L’iconique cabaret littéraire de Théâtre Ouvert a été présenté en clôture de la première journée des Belles Heures. Un événement organisé par Arcena, la Maison Jean Vilar et la SACD, qui se poursuit aujourd’hui encore à la maison Jean Vilar, en entrée libre. Un moment aussi chic que drôle.
Est-ce que c’est gênant de chanter Ma meilleure amie de Lorie dans la calade de la Maison Jean Vilar, en plein Festival d’Avignon ? La réponse est non. C’est même trop bien. Et ça a été rendu possible grâce au Cabaret du Théâtre Ouvert, accueilli dans le cadre des Belles Heures d’ARTCENA. Cet exercice délicieux clot chaque année le festival du Jamais Lu. Et le voici debarquant à Avignon pour le meilleur, en rassemblant le meilleur des auteurices : Marcos Caramés Blanco, Agathe Charnet, Théophile Dubus, Raphaël Gautier, Vanasay Khamphommala, Iris Laurent, David Lescot et Lydie Tamisier.
L’idée de ce cabaret, c’est de rassembler des comédien·ne·s, des auteur·rice·s, autour d’un thème. Cette année, la commande portait sur « les nouveaux vocables ». C’est une forme de résistance face à l’air du temps qui se couvre sévèrement. La troupe est accompagnée à la guitare par Sébastien Martel qui, fidèle à sa légende, construit des boucles et des boucles à l’aide de sa guitare électrique.
C’est vraiment un festival dans le festival. Lydie commence avec le mot « gênance ». Elle dit : « Quand j’ai su que je devais écrire un texte sur la gênance, je me suis dit que c’était le mieux. » Elle trouve que « gênance » est un mot sympathique, et elle s’interroge sur l’utilité des mots : est-ce que tous les mots sont nécessaires ? Par exemple, « espérance » : qu’est-ce qui le distingue de « l’espoir » ? On avance ensuite avec des mots comme « ghosté », « polyamour », « sororité »…
C’est un véritable festival de talents, puisque chaque auteur et autrice a écrit dans sa propre langue, dans son esthétique, dans sa voix. David Lescot fait presque un rap sur l’éco-anxiété.
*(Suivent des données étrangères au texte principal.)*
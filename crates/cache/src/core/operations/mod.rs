//! Cache operations, implemented directly on `ObjectCache`
//!
//! Each public operation computes the fully-qualified key first, then talks
//! to the entry store. Public methods never return errors: failures are
//! logged and reported as `false` or a miss.

mod counter;
mod expiration;
mod flush;
mod get;
mod namespace;
mod put;
mod remove;

pub use expiration::DEFAULT_EXTENSION_SECS;

use crate::errors::{CacheError, RecoveryHint, Result, StoreType};
use crate::storage::EntryStore;
use std::time::Duration;

use super::types::ObjectCache;

impl ObjectCache {
    /// The entry store, or `StoreUnavailable` when running degraded
    pub(super) fn store(&self) -> Result<&EntryStore> {
        match &self.inner.store {
            Some(store) => Ok(store),
            None => Err(CacheError::StoreUnavailable {
                store_type: StoreType::FileSystem,
                reason: format!(
                    "cache directory {} could not be initialized",
                    self.inner.config.base_dir.display()
                ),
                recovery_hint: RecoveryHint::Retry {
                    after: Duration::from_secs(1),
                },
            }),
        }
    }

    pub(super) fn now(&self) -> i64 {
        self.inner.clock.now_epoch_secs()
    }
}

/// Fold an operation result into the boolean the public API reports
pub(super) fn report(operation: &'static str, key: &str, result: Result<()>) -> bool {
    match result {
        Ok(()) => true,
        Err(e) => {
            log_failure(operation, key, &e);
            false
        }
    }
}

/// Expected outcomes (miss, already exists, suspended) log at debug,
/// everything else at warn.
pub(super) fn log_failure(operation: &'static str, key: &str, error: &CacheError) {
    match error {
        CacheError::NotFound { .. }
        | CacheError::AlreadyExists { .. }
        | CacheError::WritesSuspended { .. } => {
            tracing::debug!(operation, key, reason = %error, "cache operation declined");
        }
        _ => {
            tracing::warn!(operation, key, error = %error, "cache operation failed");
        }
    }
}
Vanasay Khamphommala invite le laotien comme langue du Festival d’Avignon et nous fait entendre que, parfois, le silence est une langue en soi. Elle raconte qu’au Laos, lorsqu’une personne prononce un discours, quelqu’un reste silencieusement à ses côtés. Juste pour la soutenir. Elle dit : « C’est un paratonnerre pour la honte. »
Les mots se succèdent et dessinent un portrait très juste de l’air du temps. Et parfois, de manière élégante, ils prennent le contrepied. Par exemple, sur le polyamour, une autrice affirme qu’elle n’est pas d’accord. Qu’elle a envie d’aimer une seule personne, pleinement, sans avoir à la partager.
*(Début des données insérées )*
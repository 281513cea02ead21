//! Cache delete operation

use crate::core::types::ObjectCache;

use super::report;

impl ObjectCache {
    /// Remove `key` from `group`. Deleting an absent key succeeds.
    pub fn delete(&self, key: &str, group: &str) -> bool {
        let fq = self.inner.namespacer.build_key(key, group);
        let result = match self.store() {
            Ok(store) => store.invalidate(&fq).map(|removed| {
                tracing::trace!(key = %fq, removed, "deleted cache entry");
            }),
            Err(e) => Err(e),
        };
        report("delete", fq.as_str(), result)
    }
}
//! Core cache types and structures

use crate::clock::Clock;
use crate::config::CacheConfig;
use crate::host::WriteSuspension;
use crate::keys::KeyNamespacer;
use crate::storage::EntryStore;
use std::sync::Arc;

use super::stats::StatsCounter;

/// Persistent, namespaced object cache
///
/// Cloning yields another handle to the same engine. There is no
/// process-wide instance; construct one and pass it where it is needed.
#[derive(Clone)]
pub struct ObjectCache {
    pub(super) inner: Arc<CacheInner>,
}

pub(super) struct CacheInner {
    pub config: CacheConfig,
    /// `None` when the storage directory was unusable at startup
    pub store: Option<EntryStore>,
    pub namespacer: KeyNamespacer,
    pub stats: StatsCounter,
    pub clock: Arc<dyn Clock>,
    pub suspension: Arc<dyn WriteSuspension>,
}

impl std::fmt::Debug for ObjectCache {
    fn fmt(&self, f: &mut std::fmt::Formatter<'_>) -> std::fmt::Result {
        f.debug_struct("ObjectCache")
            .field("base_dir", &self.inner.config.base_dir)
            .field("slug", &self.inner.namespacer.slug())
            .field("tenant", &self.inner.namespacer.current_tenant())
            .field("degraded", &self.inner.store.is_none())
            .finish()
    }
}

/// Result of a read: either the stored value or a miss
///
/// A stored `false`, `0` or `null` is a `Hit`; only an absent, expired or
/// unreadable entry is a `Miss`.
#[derive(Debug, Clone, PartialEq, Eq)]
pub enum Lookup<T> {
    Hit(T),
    Miss,
}

impl<T> Lookup<T> {
    pub fn found(&self) -> bool {
        matches!(self, Self::Hit(_))
    }

    pub fn value(&self) -> Option<&T> {
        match self {
            Self::Hit(value) => Some(value),
            Self::Miss => None,
        }
    }

    pub fn into_value(self) -> Option<T> {
        match self {
            Self::Hit(value) => Some(value),
            Self::Miss => None,
        }
    }

    /// `(value, found)` pair
    pub fn into_parts(self) -> (Option<T>, bool) {
        let found = self.found();
        (self.into_value(), found)
    }
}

impl<T> From<Option<T>> for Lookup<T> {
    fn from(value: Option<T>) -> Self {
        match value {
            Some(v) => Self::Hit(v),
            None => Self::Miss,
        }
    }
}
On apprend aussi qu’on peut être un très grand garçon, une très grande fille… et avoir encore un doudou. Et surtout, pleurer très fort quand ce doudou, en toute autonomie, décide d’aller voyager dans d’autres ailleurs. Théophile Dubus nous enchante et convoque même Mylène pour finir de nous faire fondre.
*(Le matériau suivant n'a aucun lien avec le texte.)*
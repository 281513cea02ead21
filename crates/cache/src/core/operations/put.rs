//! Cache write operations: add, set, replace

use crate::core::types::ObjectCache;
use crate::entry::{expiration, Entry};
use crate::errors::{CacheError, RecoveryHint, Result};
use crate::keys::FullyQualifiedKey;
use serde::Serialize;

use super::report;

impl ObjectCache {
    /// Store `value` only if `key` does not exist yet.
    ///
    /// Fails when the host has suspended cache additions or the key
    /// exists, even if its entry has expired but not been overwritten.
    pub fn add<T>(&self, key: &str, value: &T, group: &str, ttl_secs: u64) -> bool
    where
        T: Serialize + ?Sized,
    {
        let fq = self.inner.namespacer.build_key(key, group);
        report("add", fq.as_str(), self.try_add(&fq, value, ttl_secs))
    }

    /// Store `value` unconditionally. A TTL of 0 never expires.
    pub fn set<T>(&self, key: &str, value: &T, group: &str, ttl_secs: u64) -> bool
    where
        T: Serialize + ?Sized,
    {
        let fq = self.inner.namespacer.build_key(key, group);
        report("set", fq.as_str(), self.write_value(&fq, value, ttl_secs))
    }

    /// Overwrite `key` only if it already exists
    pub fn replace<T>(&self, key: &str, value: &T, group: &str, ttl_secs: u64) -> bool
    where
        T: Serialize + ?Sized,
    {
        let fq = self.inner.namespacer.build_key(key, group);
        report("replace", fq.as_str(), self.try_replace(&fq, value, ttl_secs))
    }

    fn try_add<T>(&self, fq: &FullyQualifiedKey, value: &T, ttl_secs: u64) -> Result<()>
    where
        T: Serialize + ?Sized,
    {
        if self.inner.suspension.writes_suspended() {
            return Err(CacheError::WritesSuspended {
                key: fq.to_string(),
                recovery_hint: RecoveryHint::Ignore,
            });
        }

        if self.store()?.confirm_exists(fq) {
            return Err(CacheError::AlreadyExists {
                key: fq.to_string(),
                recovery_hint: RecoveryHint::Ignore,
            });
        }

        self.write_value(fq, value, ttl_secs)
    }

    fn try_replace<T>(&self, fq: &FullyQualifiedKey, value: &T, ttl_secs: u64) -> Result<()>
    where
        T: Serialize + ?Sized,
    {
        if !self.store()?.confirm_exists(fq) {
            return Err(CacheError::NotFound {
                key: fq.to_string(),
                recovery_hint: RecoveryHint::Ignore,
            });
        }

        self.write_value(fq, value, ttl_secs)
    }

    /// Encode `value` and write it with an expiry `ttl_secs` from now
    pub(super) fn write_value<T>(
        &self,
        fq: &FullyQualifiedKey,
        value: &T,
        ttl_secs: u64,
    ) -> Result<()>
    where
        T: Serialize + ?Sized,
    {
        let store = self.store()?;
        let entry = Entry::encode(value, expiration(ttl_secs, self.now()))?;
        store.write(fq, entry)
    }
}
Au délà de la fête, ce cabaret est un acte fort qui fait entendre que la langue est vivante, que chaque génération invente ses termes. Elle montre aussi comment se tissent les partenariats entre les institutions, puisqu’une telle soirée est rendue possible grâce à l’union de Théâtre Ouvert, d’ARTCENA et de la Maison Jean Vilar. Les Belles Heures se prolongent toute la journée, ce 11 juillet, à la Maison Jean Vilar en entrée libre.